[Opening GIVEN ENTRIES section]

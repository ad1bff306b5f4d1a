//! Builder for a single route.
//!
//! Produces a linear chain of nodes ending in one handler. Typically used to
//! add one route to an existing tree via merge, or when the segments of a
//! route are computed at runtime rather than written out as nested calls.

use std::fmt;
use std::sync::Arc;

use log::debug;

use pt_core::tree::{param_label, BOTTOM_LABEL, ROOT_LABEL, WILDCARD_LABEL};
use pt_core::{NumberSegment, ParametricSegment, RouteError, RouteTreeNode, RouteTreeNodeBuilder, StringSegment};

#[derive(Debug, Clone)]
enum RouteSegment {
    Literal(String),
    Param(Arc<dyn ParametricSegment>),
    Wildcard,
}

/// Ordered list of segments for one route.
#[derive(Debug, Clone, Default)]
pub struct SingleRouteBuilder {
    segments: Vec<RouteSegment>,
}

impl SingleRouteBuilder {
    pub fn new() -> Self {
        Self::default()
    }

    /// Append a literal segment. A leading `/` is ignored.
    pub fn path(mut self, path: &str) -> Self {
        let segment = path.strip_prefix('/').unwrap_or(path);
        self.segments.push(RouteSegment::Literal(segment.to_string()));
        self
    }

    /// Append a string parameter.
    pub fn param(self, name: &str) -> Self {
        self.param_segment(Arc::new(StringSegment::new(name)))
    }

    /// Append an integer parameter.
    pub fn number(self, name: &str) -> Self {
        self.param_segment(Arc::new(NumberSegment::new(name)))
    }

    pub fn param_segment(mut self, segment: Arc<dyn ParametricSegment>) -> Self {
        self.segments.push(RouteSegment::Param(segment));
        self
    }

    /// Append a wildcard. It must be the last segment of the route.
    pub fn wildcard(mut self) -> Self {
        self.segments.push(RouteSegment::Wildcard);
        self
    }

    pub fn len(&self) -> usize {
        self.segments.len()
    }

    pub fn is_empty(&self) -> bool {
        self.segments.is_empty()
    }

    /// Build the route with `handler` at its end.
    ///
    /// The nodes are created from the deepest segment upward; the outermost
    /// node is labelled as a root so the result can be merged into any tree.
    pub fn build<H>(&self, handler: H) -> Result<RouteTreeNode<H>, RouteError> {
        if let Some(pos) = self.segments.iter().position(|s| matches!(s, RouteSegment::Wildcard)) {
            if pos + 1 != self.segments.len() {
                return Err(RouteError::InvalidPattern {
                    pattern: self.to_string(),
                    reason: "wildcard must be the last segment".to_string(),
                });
            }
        }

        let mut bottom = RouteTreeNodeBuilder::new();
        bottom.set_handler(handler);
        if self.segments.is_empty() {
            return Ok(bottom.create_node(ROOT_LABEL));
        }

        let mut node = bottom.create_node(BOTTOM_LABEL);
        for (depth, segment) in self.segments.iter().enumerate().rev() {
            let mut parent = RouteTreeNodeBuilder::new();
            let label = match segment {
                RouteSegment::Literal(path) => {
                    parent.add_literal_child(path.as_str(), node)?;
                    format!("::PATH:{path}::")
                }
                RouteSegment::Param(segment) => {
                    parent.set_parametric_child(Arc::clone(segment), node)?;
                    param_label(segment.param_name())
                }
                RouteSegment::Wildcard => {
                    parent.set_wildcard_child(node)?;
                    WILDCARD_LABEL.to_string()
                }
            };
            node = if depth == 0 {
                parent.create_node(ROOT_LABEL)
            } else {
                parent.create_node(label)
            };
        }

        debug!("built single route {}", self);
        Ok(node)
    }
}

impl fmt::Display for SingleRouteBuilder {
    fn fmt(&self, f: &mut fmt::Formatter<'_>) -> fmt::Result {
        if self.segments.is_empty() {
            return f.write_str("/");
        }
        for segment in &self.segments {
            match segment {
                RouteSegment::Literal(path) => write!(f, "/{path}")?,
                RouteSegment::Param(segment) => write!(f, "/:{}", segment.param_name())?,
                RouteSegment::Wildcard => f.write_str("/*")?,
            }
        }
        Ok(())
    }
}

#[cfg(test)]
mod tests {
    use super::*;
    use crate::test_support::{hit_name, run, Named};

    #[test]
    fn test_empty_route_is_root_handler() {
        let tree = SingleRouteBuilder::new().build(Named::new("root")).expect("route should build");
        assert_eq!(tree.label(), ROOT_LABEL);
        assert_eq!(hit_name(&tree, "/").as_deref(), Some("root"));
        assert_eq!(run(&tree, "/x"), None);
    }

    #[test]
    fn test_builds_linear_chain() {
        let route = SingleRouteBuilder::new().path("/projects").number("id").path("files");
        let tree = route.build(Named::new("files")).expect("route should build");

        assert_eq!(tree.label(), ROOT_LABEL);
        let projects = tree.literal_child("projects").expect("should have projects");
        assert_eq!(projects.label(), "::PARAM:id::");
        let files_parent = projects.parametric_node().expect("should have id");
        assert_eq!(files_parent.label(), "::PATH:files::");
        let bottom = files_parent.literal_child("files").expect("should have files");
        assert_eq!(bottom.label(), BOTTOM_LABEL);
        assert!(bottom.has_handler());

        let hit = run(&tree, "/projects/3/files").expect("route should match");
        assert_eq!(hit.integer("id"), Some(3));
        assert_eq!(run(&tree, "/projects/3"), None);
    }

    #[test]
    fn test_string_param_and_wildcard() {
        let tree = SingleRouteBuilder::new()
            .path("users")
            .param("name")
            .wildcard()
            .build(Named::new("user files"))
            .expect("route should build");

        let hit = run(&tree, "/users/ada/docs/a.txt").expect("route should match");
        assert_eq!(hit.string("name"), Some("ada"));
        assert_eq!(hit.wildcard, ["docs", "a.txt"]);
    }

    #[test]
    fn test_wildcard_must_be_last() {
        let err = SingleRouteBuilder::new()
            .wildcard()
            .path("x")
            .build(Named::new("bad"))
            .unwrap_err();
        assert_eq!(
            err,
            RouteError::InvalidPattern {
                pattern: "/*/x".to_string(),
                reason: "wildcard must be the last segment".to_string(),
            }
        );
    }

    #[test]
    fn test_invalid_literal_fails() {
        let err = SingleRouteBuilder::new().path("a b").build(Named::new("bad")).unwrap_err();
        assert_eq!(err, RouteError::InvalidSegment("a b".to_string()));
    }

    #[test]
    fn test_builder_can_be_reused() {
        let route = SingleRouteBuilder::new().path("a");
        let first = route.build(Named::new("first")).expect("route should build");
        let second = route.build(Named::new("second")).expect("route should build");
        assert_eq!(hit_name(&first, "/a").as_deref(), Some("first"));
        assert_eq!(hit_name(&second, "/a").as_deref(), Some("second"));
    }

    #[test]
    fn test_display() {
        let route = SingleRouteBuilder::new().path("a").number("id").param("slug").wildcard();
        assert_eq!(route.to_string(), "/a/:id/:slug/*");
        assert_eq!(SingleRouteBuilder::new().to_string(), "/");
        assert_eq!(route.len(), 4);
        assert!(!route.is_empty());
    }
}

[Closing GIVEN ENTRIES section]

- TASK TO CARRY OUT -
The records above must be transcribed without a single omission.

- EXERCISE ANSWER -
repository ad1bff306b5f4d1a
//! Builder for a single route.
//!
//! Produces a linear chain of nodes ending in one handler. Typically used to
//! add one route to an existing tree via merge, or when the segments of a
//! route are computed at runtime rather than written out as nested calls.

use std::fmt;
use std::sync::Arc;

use log::debug;

use pt_core::tree::{param_label, BOTTOM_LABEL, ROOT_LABEL, WILDCARD_LABEL};
use pt_core::{NumberSegment, ParametricSegment, RouteError, RouteTreeNode, RouteTreeNodeBuilder, StringSegment};

#[derive(Debug, Clone)]
enum RouteSegment {
    Literal(String),
    Param(Arc<dyn ParametricSegment>),
    Wildcard,
}

/// Ordered list of segments for one route.
#[derive(Debug, Clone, Default)]
pub struct SingleRouteBuilder {
    segments: Vec<RouteSegment>,
}

impl SingleRouteBuilder {
    pub fn new() -> Self {
        Self::default()
    }

    /// Append a literal segment. A leading `/` is ignored.
    pub fn path(mut self, path: &str) -> Self {
        let segment = path.strip_prefix('/').unwrap_or(path);
        self.segments.push(RouteSegment::Literal(segment.to_string()));
        self
    }

    /// Append a string parameter.
    pub fn param(self, name: &str) -> Self {
        self.param_segment(Arc::new(StringSegment::new(name)))
    }

    /// Append an integer parameter.
    pub fn number(self, name: &str) -> Self {
        self.param_segment(Arc::new(NumberSegment::new(name)))
    }

    pub fn param_segment(mut self, segment: Arc<dyn ParametricSegment>) -> Self {
        self.segments.push(RouteSegment::Param(segment));
        self
    }

    /// Append a wildcard. It must be the last segment of the route.
    pub fn wildcard(mut self) -> Self {
        self.segments.push(RouteSegment::Wildcard);
        self
    }

    pub fn len(&self) -> usize {
        self.segments.len()
    }

    pub fn is_empty(&self) -> bool {
        self.segments.is_empty()
    }

    /// Build the route with `handler` at its end.
    ///
    /// The nodes are created from the deepest segment upward; the outermost
    /// node is labelled as a root so the result can be merged into any tree.
    pub fn build<H>(&self, handler: H) -> Result<RouteTreeNode<H>, RouteError> {
        if let Some(pos) = self.segments.iter().position(|s| matches!(s, RouteSegment::Wildcard)) {
            if pos + 1 != self.segments.len() {
                return Err(RouteError::InvalidPattern {
                    pattern: self.to_string(),
                    reason: "wildcard must be the last segment".to_string(),
                });
            }
        }

        let mut bottom = RouteTreeNodeBuilder::new();
        bottom.set_handler(handler);
        if self.segments.is_empty() {
            return Ok(bottom.create_node(ROOT_LABEL));
        }

        let mut node = bottom.create_node(BOTTOM_LABEL);
        for (depth, segment) in self.segments.iter().enumerate().rev() {
            let mut parent = RouteTreeNodeBuilder::new();
            let label = match segment {
                RouteSegment::Literal(path) => {
                    parent.add_literal_child(path.as_str(), node)?;
                    format!("::PATH:{path}::")
                }
                RouteSegment::Param(segment) => {
                    parent.set_parametric_child(Arc::clone(segment), node)?;
                    param_label(segment.param_name())
                }
                RouteSegment::Wildcard => {
                    parent.set_wildcard_child(node)?;
                    WILDCARD_LABEL.to_string()
                }
            };
            node = if depth == 0 {
                parent.create_node(ROOT_LABEL)
            } else {
                parent.create_node(label)
            };
        }

        debug!("built single route {}", self);
        Ok(node)
    }
}

impl fmt::Display for SingleRouteBuilder {
    fn fmt(&self, f: &mut fmt::Formatter<'_>) -> fmt::Result {
        if self.segments.is_empty() {
            return f.write_str("/");
        }
        for segment in &self.segments {
            match segment {
                RouteSegment::Literal(path) => write!(f, "/{path}")?,
                RouteSegment::Param(segment) => write!(f, "/:{}", segment.param_name())?,
                RouteSegment::Wildcard => f.write_str("/*")?,
            }
        }
        Ok(())
    }
}

#[cfg(test)]
mod tests {
    use super::*;
    use crate::test_support::{hit_name, run, Named};

    #[test]
    fn test_empty_route_is_root_handler() {
        let tree = SingleRouteBuilder::new().build(Named::new("root")).expect("route should build");
        assert_eq!(tree.label(), ROOT_LABEL);
        assert_eq!(hit_name(&tree, "/").as_deref(), Some("root"));
        assert_eq!(run(&tree, "/x"), None);
    }

    #[test]
    fn test_builds_linear_chain() {
        let route = SingleRouteBuilder::new().path("/projects").number("id").path("files");
        let tree = route.build(Named::new("files")).expect("route should build");

        assert_eq!(tree.label(), ROOT_LABEL);
        let projects = tree.literal_child("projects").expect("should have projects");
        assert_eq!(projects.label(), "::PARAM:id::");
        let files_parent = projects.parametric_node().expect("should have id");
        assert_eq!(files_parent.label(), "::PATH:files::");
        let bottom = files_parent.literal_child("files").expect("should have files");
        assert_eq!(bottom.label(), BOTTOM_LABEL);
        assert!(bottom.has_handler());

        let hit = run(&tree, "/projects/3/files").expect("route should match");
        assert_eq!(hit.integer("id"), Some(3));
        assert_eq!(run(&tree, "/projects/3"), None);
    }

    #[test]
    fn test_string_param_and_wildcard() {
        let tree = SingleRouteBuilder::new()
            .path("users")
            .param("name")
            .wildcard()
            .build(Named::new("user files"))
            .expect("route should build");

        let hit = run(&tree, "/users/ada/docs/a.txt").expect("route should match");
        assert_eq!(hit.string("name"), Some("ada"));
        assert_eq!(hit.wildcard, ["docs", "a.txt"]);
    }

    #[test]
    fn test_wildcard_must_be_last() {
        let err = SingleRouteBuilder::new()
            .wildcard()
            .path("x")
            .build(Named::new("bad"))
            .unwrap_err();
        assert_eq!(
            err,
            RouteError::InvalidPattern {
                pattern: "/*/x".to_string(),
                reason: "wildcard must be the last segment".to_string(),
            }
        );
    }

    #[test]
    fn test_invalid_literal_fails() {
        let err = SingleRouteBuilder::new().path("a b").build(Named::new("bad")).unwrap_err();
        assert_eq!(err, RouteError::InvalidSegment("a b".to_string()));
    }

    #[test]
    fn test_builder_can_be_reused() {
        let route = SingleRouteBuilder::new().path("a");
        let first = route.build(Named::new("first")).expect("route should build");
        let second = route.build(Named::new("second")).expect("route should build");
        assert_eq!(hit_name(&first, "/a").as_deref(), Some("first"));
        assert_eq!(hit_name(&second, "/a").as_deref(), Some("second"));
    }

    #[test]
    fn test_display() {
        let route = SingleRouteBuilder::new().path("a").number("id").param("slug").wildcard();
        assert_eq!(route.to_string(), "/a/:id/:slug/*");
        assert_eq!(SingleRouteBuilder::new().to_string(), "/");
        assert_eq!(route.len(), 4);
        assert!(!route.is_empty());
    }
}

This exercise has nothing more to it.